*Problem description:* Return the opening lines of the material, word for word. End with the line that contains "#[derive(FromRow)]".

START Records for this task

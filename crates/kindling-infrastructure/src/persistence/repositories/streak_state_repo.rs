use async_trait::async_trait;
use chrono::{DateTime, NaiveDate, Utc};
use sqlx::{FromRow, SqlitePool};
use std::sync::Arc;

use crate::persistence::{ResultExt, SqliteRepositoryBase};
use kindling_domain::shared::{DomainError, UserId};
use kindling_domain::streak::{StreakStateRepository, StreakTrack, UserStreakState};

#[derive(FromRow)]
struct UserStreakRow {
    user_id: String,
    presence_count: i64,
    presence_cycle: i64,
    presence_last_active: Option<NaiveDate>,
    kindness_count: i64,
    kindness_cycle: i64,
    kindness_last_active: Option<NaiveDate>,
    response_count: i64,
    response_cycle: i64,
    response_last_active: Option<NaiveDate>,
    grace_period_used_at: Option<DateTime<Utc>>,
    total_active_days: i64,
    version: i64,
    created_at: DateTime<Utc>,
    updated_at: DateTime<Utc>,
}

impl UserStreakRow {
    fn into_state(self) -> UserStreakState {
        UserStreakState::restore(
            UserId::from_string(&self.user_id),
            StreakTrack::restore(
                self.presence_count as u32,
                self.presence_cycle as u32,
                self.presence_last_active,
            ),
            StreakTrack::restore(
                self.kindness_count as u32,
                self.kindness_cycle as u32,
                self.kindness_last_active,
            ),
            StreakTrack::restore(
                self.response_count as u32,
                self.response_cycle as u32,
                self.response_last_active,
            ),
            self.grace_period_used_at,
            self.total_active_days as u32,
            self.version,
            self.created_at,
            self.updated_at,
        )
    }
}

const SELECT_COLUMNS: &str = "user_id, \
     presence_count, presence_cycle, presence_last_active, \
     kindness_count, kindness_cycle, kindness_last_active, \
     response_count, response_cycle, response_last_active, \
     grace_period_used_at, total_active_days, version, created_at, updated_at";

pub struct SqliteStreakStateRepository {
    base: SqliteRepositoryBase,
}

impl SqliteStreakStateRepository {
    pub fn new(pool: Arc<SqlitePool>) -> Self {
        Self {
            base: SqliteRepositoryBase::new(pool),
        }
    }
}

#[async_trait]
impl StreakStateRepository for SqliteStreakStateRepository {
    async fn find_by_user(&self, user_id: &UserId) -> Result<Option<UserStreakState>, DomainError> {
        let query = format!(
            "SELECT {} FROM user_streaks WHERE user_id = ?1",
            SELECT_COLUMNS
        );

        let row: Option<UserStreakRow> = self
            .base
            .fetch_optional(
                sqlx::query_as(&query).bind(user_id.as_str()),
                "Find streak state by user",
            )
            .await?;

        Ok(row.map(|r| r.into_state()))
    }

    async fn insert(&self, state: &UserStreakState) -> Result<(), DomainError> {
        let query = r#"
            INSERT INTO user_streaks (
                user_id,
                presence_count, presence_cycle, presence_last_active,
                kindness_count, kindness_cycle, kindness_last_active,
                response_count, response_cycle, response_last_active,
                grace_period_used_at, total_active_days, version,
                created_at, updated_at
            )
            VALUES (?1, ?2, ?3, ?4, ?5, ?6, ?7, ?8, ?9, ?10, ?11, ?12, ?13, ?14, ?15)
        "#;

        sqlx::query(query)
            .bind(state.user_id().as_str())
            .bind(state.presence().count as i64)
            .bind(state.presence().cycle as i64)
            .bind(state.presence().last_active_date)
            .bind(state.kindness().count as i64)
            .bind(state.kindness().cycle as i64)
            .bind(state.kindness().last_active_date)
            .bind(state.response().count as i64)
            .bind(state.response().cycle as i64)
            .bind(state.response().last_active_date)
            .bind(state.grace_period_used_at())
            .bind(state.total_active_days() as i64)
            .bind(state.version())
            .bind(state.created_at())
            .bind(state.updated_at())
            .execute(self.base.pool())
            .await
            .map_err(|e| match &e {
                // A concurrent first write for the same user: callers
                // re-read and retry, like any other stale-state outcome.
                sqlx::Error::Database(db) if db.is_unique_violation() => DomainError::StaleState(
                    format!("Streak state already exists for user {}", state.user_id()),
                ),
                _ => DomainError::Repository(format!("Insert streak state: {}", e)),
            })?;

        Ok(())
    }

    async fn update(&self, state: &UserStreakState) -> Result<(), DomainError> {
        let query = r#"
            UPDATE user_streaks SET
                presence_count = ?2, presence_cycle = ?3, presence_last_active = ?4,
                kindness_count = ?5, kindness_cycle = ?6, kindness_last_active = ?7,
                response_count = ?8, response_cycle = ?9, response_last_active = ?10,
                grace_period_used_at = ?11, total_active_days = ?12,
                version = version + 1, updated_at = ?13
            WHERE user_id = ?1 AND version = ?14
        "#;

        let result = self
            .base
            .execute(
                sqlx::query(query)
                    .bind(state.user_id().as_str())
                    .bind(state.presence().count as i64)
                    .bind(state.presence().cycle as i64)
                    .bind(state.presence().last_active_date)
                    .bind(state.kindness().count as i64)
                    .bind(state.kindness().cycle as i64)
                    .bind(state.kindness().last_active_date)
                    .bind(state.response().count as i64)
                    .bind(state.response().cycle as i64)
                    .bind(state.response().last_active_date)
                    .bind(state.grace_period_used_at())
                    .bind(state.total_active_days() as i64)
                    .bind(state.updated_at())
                    .bind(state.version()),
                "Update streak state",
            )
            .await?;

        if result.rows_affected() == 0 {
            return Err(DomainError::StaleState(format!(
                "Streak state for user {} changed since version {}",
                state.user_id(),
                state.version()
            )));
        }

        Ok(())
    }

    async fn list_user_ids(&self, offset: u32, limit: u32) -> Result<Vec<UserId>, DomainError> {
        let query = "SELECT user_id FROM user_streaks ORDER BY user_id LIMIT ?1 OFFSET ?2";

        let ids: Vec<String> = sqlx::query_scalar(query)
            .bind(limit as i64)
            .bind(offset as i64)
            .fetch_all(self.base.pool())
            .await
            .map_repo_error("List streak user ids")?;

        Ok(ids.iter().map(|id| UserId::from_string(id)).collect())
    }
}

END Records for this task

*Result:*
filename crates/kindling-infrastructure/src/persistence/repositories/streak_state_repo.rs
use async_trait::async_trait;
use chrono::{DateTime, NaiveDate, Utc};
use sqlx::{FromRow, SqlitePool};
use std::sync::Arc;

use crate::persistence::{ResultExt, SqliteRepositoryBase};
use kindling_domain::shared::{DomainError, UserId};
use kindling_domain::streak::{StreakStateRepository, StreakTrack, UserStreakState};

#[derive(FromRow)]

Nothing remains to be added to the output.